| Task objective |
Only one stretch of the data below is wanted: the lines starting at the one with "Ok(Mat::from_fn(per_draw.len(), rows, |draw, row|" and ending at the one with "validate_confidence_level(level)?;", both included, given again exactly.
━━ Provided entries
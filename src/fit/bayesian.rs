/////////////////////////////////////////////////////////////////////////////////////////////\
//
// Flat-prior Bayesian estimation via random-walk Metropolis sampling.
//
// Created on: 21 Mar 2026     Author: Tobias Kragholm
//
/////////////////////////////////////////////////////////////////////////////////////////////

//! # Bayesian fitter
//!
//! Random-walk Metropolis over the flat parameter vector under an improper
//! flat prior, so the log-posterior is the log-likelihood. The chain starts
//! at the best available point estimate (maximum likelihood, falling back to
//! probability-weighted moments and then to moment seeds), adapts its
//! proposal scale during warmup only, and retains every post-warmup draw
//! whether accepted or not.

use rand::rngs::StdRng;
use rand::{Rng, SeedableRng};

use faer::Mat;

use crate::fit::mle::initial_values;
use crate::fit::{
    ConfidenceInterval, FitError, fit_mle, fit_pwm, validate_confidence_level,
    validate_probability,
};
use crate::models::{EvaModel, LinkedParams};
use crate::utils::{sample_mean, usize_to_f64};

/// Sampler iteration controls.
#[derive(Debug, Clone, Copy)]
pub struct McmcOptions {
    /// Total iterations, warmup included.
    pub niter: usize,
    /// Leading iterations dropped before inference.
    pub warmup: usize,
    pub seed: u64,
    /// Whether the proposal scale adapts during warmup.
    pub adapt_during_warmup: bool,
}

impl Default for McmcOptions {
    fn default() -> Self {
        Self {
            niter: 5_000,
            warmup: 2_000,
            seed: 42,
            adapt_during_warmup: true,
        }
    }
}

impl McmcOptions {
    /// # Errors
    ///
    /// Returns `FitError::InvalidIterationBudget` unless `niter > warmup`.
    pub const fn validate(self) -> Result<(), FitError> {
        if self.niter == 0 || self.niter <= self.warmup {
            return Err(FitError::InvalidIterationBudget {
                niter: self.niter,
                warmup: self.warmup,
            });
        }
        Ok(())
    }
}

/// Proposal-scale adaptation controls, applied during warmup only.
#[derive(Debug, Clone, Copy)]
pub struct ProposalTuning {
    pub initial_scale: f64,
    /// Floor below which the scale never shrinks.
    pub min_scale: f64,
    /// Iterations per acceptance-rate review window.
    pub adaptation_interval: usize,
    /// Acceptance rate below which the scale shrinks.
    pub target_low: f64,
    /// Acceptance rate above which the scale grows.
    pub target_high: f64,
    pub shrink_factor: f64,
    pub grow_factor: f64,
}

impl Default for ProposalTuning {
    fn default() -> Self {
        Self {
            initial_scale: 0.1,
            min_scale: 1.0e-4,
            adaptation_interval: 50,
            target_low: 0.2,
            target_high: 0.35,
            shrink_factor: 0.9,
            grow_factor: 1.1,
        }
    }
}

impl ProposalTuning {
    #[must_use]
    pub fn is_valid(self) -> bool {
        self.initial_scale > 0.0
            && self.min_scale > 0.0
            && self.min_scale <= self.initial_scale
            && self.adaptation_interval > 0
            && self.target_low > 0.0
            && self.target_low < self.target_high
            && self.target_high < 1.0
            && self.shrink_factor > 0.0
            && self.shrink_factor < 1.0
            && self.grow_factor > 1.0
    }
}

/// Multi-chain controls; chains differ only by seed.
#[derive(Debug, Clone, Copy)]
pub struct MultiChainOptions {
    pub chains: usize,
    /// Seed offset between consecutive chains.
    pub seed_stride: u64,
}

impl Default for MultiChainOptions {
    fn default() -> Self {
        Self {
            chains: 4,
            seed_stride: 10_000,
        }
    }
}

impl MultiChainOptions {
    /// # Errors
    ///
    /// Returns `FitError` unless at least two chains with a positive seed
    /// stride are requested.
    pub const fn validate(self) -> Result<(), FitError> {
        if self.chains < 2 {
            return Err(FitError::InvalidChainCount {
                min: 2,
                found: self.chains,
            });
        }
        if self.seed_stride == 0 {
            return Err(FitError::InvalidSeedStride);
        }
        Ok(())
    }
}

/// Post-warmup draws of one sampler run, in iteration order.
#[derive(Debug, Clone, PartialEq)]
pub struct Chain {
    draws: Vec<Vec<f64>>,
}

impl Chain {
    pub(crate) const fn from_draws(draws: Vec<Vec<f64>>) -> Self {
        Self { draws }
    }

    #[must_use]
    pub fn draws(&self) -> &[Vec<f64>] {
        &self.draws
    }

    #[must_use]
    pub fn len(&self) -> usize {
        self.draws.len()
    }

    #[must_use]
    pub fn is_empty(&self) -> bool {
        self.draws.is_empty()
    }

    /// Draws of a single flat-vector coefficient, in iteration order.
    #[must_use]
    pub fn coefficient_draws(&self, coefficient: usize) -> Vec<f64> {
        self.draws.iter().map(|draw| draw[coefficient]).collect()
    }
}

/// A model fitted by flat-prior random-walk Metropolis sampling.
#[derive(Debug, Clone)]
pub struct BayesianEva {
    model: EvaModel,
    chain: Chain,
}

/// Fit with default iteration and tuning controls.
///
/// # Errors
///
/// Returns `FitError` if sampling cannot start or the retained chain is
/// empty.
pub fn fit_bayesian(model: &EvaModel) -> Result<BayesianEva, FitError> {
    fit_bayesian_with_tuning(model, McmcOptions::default(), ProposalTuning::default())
}

/// Fit with explicit iteration controls and default tuning.
///
/// # Errors
///
/// Returns `FitError` if the options are invalid or sampling fails.
pub fn fit_bayesian_with_options(
    model: &EvaModel,
    options: McmcOptions,
) -> Result<BayesianEva, FitError> {
    fit_bayesian_with_tuning(model, options, ProposalTuning::default())
}

/// Fit with explicit iteration and proposal-tuning controls.
///
/// # Errors
///
/// Returns `FitError` if any control is invalid or sampling fails.
pub fn fit_bayesian_with_tuning(
    model: &EvaModel,
    options: McmcOptions,
    tuning: ProposalTuning,
) -> Result<BayesianEva, FitError> {
    options.validate()?;
    if !tuning.is_valid() {
        return Err(FitError::InvalidProposalTuning);
    }
    let start = starting_point(model);
    let chain = run_chain(model, &start, options, tuning);
    if chain.is_empty() {
        return Err(FitError::EmptyChain);
    }
    Ok(BayesianEva {
        model: model.clone(),
        chain,
    })
}

/// Run several independent chains in parallel, differing only by seed.
/// Returned chains are ordered by seed; feed them to the convergence
/// diagnostics before pooling.
///
/// # Errors
///
/// Returns `FitError` if any control is invalid.
pub fn fit_bayesian_multi_chain(
    model: &EvaModel,
    options: McmcOptions,
    tuning: ProposalTuning,
    multi: MultiChainOptions,
) -> Result<Vec<Chain>, FitError> {
    options.validate()?;
    if !tuning.is_valid() {
        return Err(FitError::InvalidProposalTuning);
    }
    multi.validate()?;

    let start = starting_point(model);
    let chains = std::thread::scope(|scope| {
        let handles: Vec<_> = (0..multi.chains)
            .map(|index| {
                let start = &start;
                let stride = u64::try_from(index).unwrap_or(u64::MAX);
                let chain_options = McmcOptions {
                    seed: options.seed.wrapping_add(multi.seed_stride.wrapping_mul(stride)),
                    ..options
                };
                scope.spawn(move || run_chain(model, start, chain_options, tuning))
            })
            .collect();
        handles
            .into_iter()
            .map(|handle| handle.join().unwrap_or(Chain { draws: Vec::new() }))
            .collect::<Vec<_>>()
    });

    if chains.iter().any(Chain::is_empty) {
        return Err(FitError::EmptyChain);
    }
    Ok(chains)
}

impl BayesianEva {
    pub(crate) const fn from_parts(model: EvaModel, chain: Chain) -> Self {
        Self { model, chain }
    }

    #[must_use]
    pub const fn model(&self) -> &EvaModel {
        &self.model
    }

    #[must_use]
    pub const fn chain(&self) -> &Chain {
        &self.chain
    }

    /// Assemble a fitted model from chains sampled elsewhere (pooling
    /// multi-chain output, typically).
    ///
    /// # Errors
    ///
    /// Returns `FitError::EmptyChain` if no draws are supplied.
    pub fn from_chains(model: &EvaModel, chains: &[Chain]) -> Result<Self, FitError> {
        let draws: Vec<Vec<f64>> = chains
            .iter()
            .flat_map(|chain| chain.draws().iter().cloned())
            .collect();
        if draws.is_empty() {
            return Err(FitError::EmptyChain);
        }
        Ok(Self {
            model: model.clone(),
            chain: Chain { draws },
        })
    }

    /// Posterior mode over the retained draws: the draw with the highest
    /// log-posterior (log-likelihood, under the flat prior).
    #[must_use]
    pub fn posterior_mode(&self) -> &[f64] {
        let mut best = 0;
        let mut best_value = f64::NEG_INFINITY;
        for (index, draw) in self.chain.draws.iter().enumerate() {
            let value = self.model.loglikelihood(draw);
            if value > best_value {
                best_value = value;
                best = index;
            }
        }
        &self.chain.draws[best]
    }

    /// Coefficient-wise posterior mean.
    #[must_use]
    pub fn posterior_mean(&self) -> Vec<f64> {
        (0..self.model.parameter_index().total_len())
            .map(|coefficient| sample_mean(&self.chain.coefficient_draws(coefficient)))
            .collect()
    }

    /// Linked distributions per draw; each inner vector holds one entry per
    /// quantile row. Calling again restarts the walk over the chain.
    pub fn linked_distributions(&self) -> impl Iterator<Item = Vec<LinkedParams>> + '_ {
        self.chain
            .draws
            .iter()
            .map(|draw| self.model.linked_rows(draw))
    }

    /// Quantile at `p` per draw and quantile row, as a draws-by-rows matrix.
    ///
    /// # Errors
    ///
    /// Returns `FitError::InvalidProbability` unless `p` lies in `(0, 1)`.
    pub fn quantile(&self, p: f64) -> Result<Mat<f64>, FitError> {
        validate_probability(p)?;
        let family = self.model.family();
        let rows = self.model.quantile_row_count();
        let per_draw: Vec<Vec<f64>> = self
            .linked_distributions()
            .map(|linked| {
                linked
                    .iter()
                    .map(|params| params.quantile(p, family))
                    .collect()
            })
            .collect();
        Ok(Mat::from_fn(per_draw.len(), rows, |draw, row| {
            per_draw[draw][row]
        }))
    }

    /// Highest-posterior-density interval per flat-vector coefficient.
    ///
    /// # Errors
    ///
    /// Returns `FitError` if the level is invalid or too few draws remain to
    /// bound an interval.
    pub fn credible_intervals(&self, level: f64) -> Result<Vec<ConfidenceInterval>, FitError> {
        validate_confidence_level(level)?;
        (0..self.model.parameter_index().total_len())
            .map(|coefficient| {
                let mut draws = self.chain.coefficient_draws(coefficient);
                draws.sort_by(f64::total_cmp);
                hpd_interval(&draws, level)
            })
            .collect()
    }

    /// Sample covariance of the retained draws.
    ///
    /// # Errors
    ///
    /// Returns `FitError::InsufficientChainDraws` with fewer than two draws.
    pub fn parameter_covariance(&self) -> Result<Mat<f64>, FitError> {
        let n = self.chain.len();
        if n < 2 {
            return Err(FitError::InsufficientChainDraws {
                minimum: 2,
                found: n,
            });
        }
        let mean = self.posterior_mean();
        let denominator = usize_to_f64(n - 1);
        let dim = mean.len();
        Ok(Mat::from_fn(dim, dim, |i, j| {
            self.chain
                .draws
                .iter()
                .map(|draw| (draw[i] - mean[i]) * (draw[j] - mean[j]))
                .sum::<f64>()
                / denominator
        }))
    }
}

/// Best available starting point: maximum likelihood, then
/// probability-weighted moments, then moment seeds.
fn starting_point(model: &EvaModel) -> Vec<f64> {
    if let Ok(fit) = fit_mle(model) {
        return fit.theta().to_vec();
    }
    if let Ok(fit) = fit_pwm(model) {
        return fit.theta().to_vec();
    }
    initial_values(model)
}

fn run_chain(
    model: &EvaModel,
    start: &[f64],
    options: McmcOptions,
    tuning: ProposalTuning,
) -> Chain {
    let mut rng = StdRng::seed_from_u64(options.seed);
    let mut current = start.to_vec();
    let mut current_logpost = model.loglikelihood(&current);
    let mut scale = tuning.initial_scale;
    let mut accepted_in_window = 0usize;
    let mut draws = Vec::with_capacity(options.niter.saturating_sub(options.warmup));

    for iteration in 0..options.niter {
        let proposal: Vec<f64> = current
            .iter()
            .map(|&value| scale.mul_add(sample_standard_normal(&mut rng), value))
            .collect();
        let proposal_logpost = model.loglikelihood(&proposal);

        if should_accept(proposal_logpost - current_logpost, &mut rng) {
            current = proposal;
            current_logpost = proposal_logpost;
            accepted_in_window += 1;
        }

        let warming_up = iteration < options.warmup;
        if warming_up
            && options.adapt_during_warmup
            && (iteration + 1) % tuning.adaptation_interval == 0
        {
            let rate =
                usize_to_f64(accepted_in_window) / usize_to_f64(tuning.adaptation_interval);
            if rate < tuning.target_low {
                scale = (scale * tuning.shrink_factor).max(tuning.min_scale);
            } else if rate > tuning.target_high {
                scale *= tuning.grow_factor;
            }
            accepted_in_window = 0;
        }

        if !warming_up {
            draws.push(current.clone());
        }
    }

    Chain { draws }
}

/// Metropolis acceptance on the log scale. Certain accepts skip the uniform
/// draw so a `+inf - (-inf)` ratio cannot poison the comparison.
fn should_accept(log_ratio: f64, rng: &mut StdRng) -> bool {
    if log_ratio >= 0.0 {
        return true;
    }
    rng.random::<f64>().ln() < log_ratio
}

/// Standard normal draw via the Box–Muller transform.
fn sample_standard_normal(rng: &mut StdRng) -> f64 {
    let u1: f64 = rng.random::<f64>().max(f64::MIN_POSITIVE);
    let u2: f64 = rng.random();
    (-2.0 * u1.ln()).sqrt() * (2.0 * std::f64::consts::PI * u2).cos()
}

/// Narrowest interval covering `level` of the sorted draws.
fn hpd_interval(sorted_draws: &[f64], level: f64) -> Result<ConfidenceInterval, FitError> {
    let n = sorted_draws.len();
    if n < 2 {
        return Err(FitError::InsufficientChainDraws {
            minimum: 2,
            found: n,
        });
    }
    #[allow(clippy::cast_possible_truncation, clippy::cast_sign_loss)]
    let window = ((level * usize_to_f64(n)).ceil() as usize).clamp(2, n);

    let mut best = ConfidenceInterval {
        lower: sorted_draws[0],
        upper: sorted_draws[n - 1],
    };
    let mut best_width = best.upper - best.lower;
    for start in 0..=(n - window) {
        let lower = sorted_draws[start];
        let upper = sorted_draws[start + window - 1];
        if upper - lower < best_width {
            best_width = upper - lower;
            best = ConfidenceInterval { lower, upper };
        }
    }
    Ok(best)
}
━━━━
| Solution for this problem |
        Ok(Mat::from_fn(per_draw.len(), rows, |draw, row| {
            per_draw[draw][row]
        }))
    }

    /// Highest-posterior-density interval per flat-vector coefficient.
    ///
    /// # Errors
    ///
    /// Returns `FitError` if the level is invalid or too few draws remain to
    /// bound an interval.
    pub fn credible_intervals(&self, level: f64) -> Result<Vec<ConfidenceInterval>, FitError> {
        validate_confidence_level(level)?;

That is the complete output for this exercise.